* Work item: Repeat each entry. Keep every line exactly as it is.

Extracted records
"""

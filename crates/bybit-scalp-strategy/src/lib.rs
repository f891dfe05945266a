/*
[INPUT]:  Public API exports for the bybit-scalp-strategy crate
[OUTPUT]: Module declarations and public re-exports
[POS]:    Crate root - library entry point
[UPDATE]: When adding new modules or public exports
*/

pub mod book;
pub mod config;
pub mod engine;
pub mod exchange;
pub mod price;
pub mod stats;

// Re-export main types for convenience
pub use config::ScalpConfig;
pub use engine::{EngineCommand, EngineSnapshot, EngineState, ScalpEngine};
pub use exchange::{Exchange, LiveExchange};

"""

* Your solution:
filename crates/bybit-scalp-strategy/src/lib.rs
repository f891dfe05945266a
/*
[INPUT]:  Public API exports for the bybit-scalp-strategy crate
[OUTPUT]: Module declarations and public re-exports
[POS]:    Crate root - library entry point
[UPDATE]: When adding new modules or public exports
*/

pub mod book;
pub mod config;
pub mod engine;
pub mod exchange;
pub mod price;
pub mod stats;

// Re-export main types for convenience
pub use config::ScalpConfig;
pub use engine::{EngineCommand, EngineSnapshot, EngineState, ScalpEngine};
pub use exchange::{Exchange, LiveExchange};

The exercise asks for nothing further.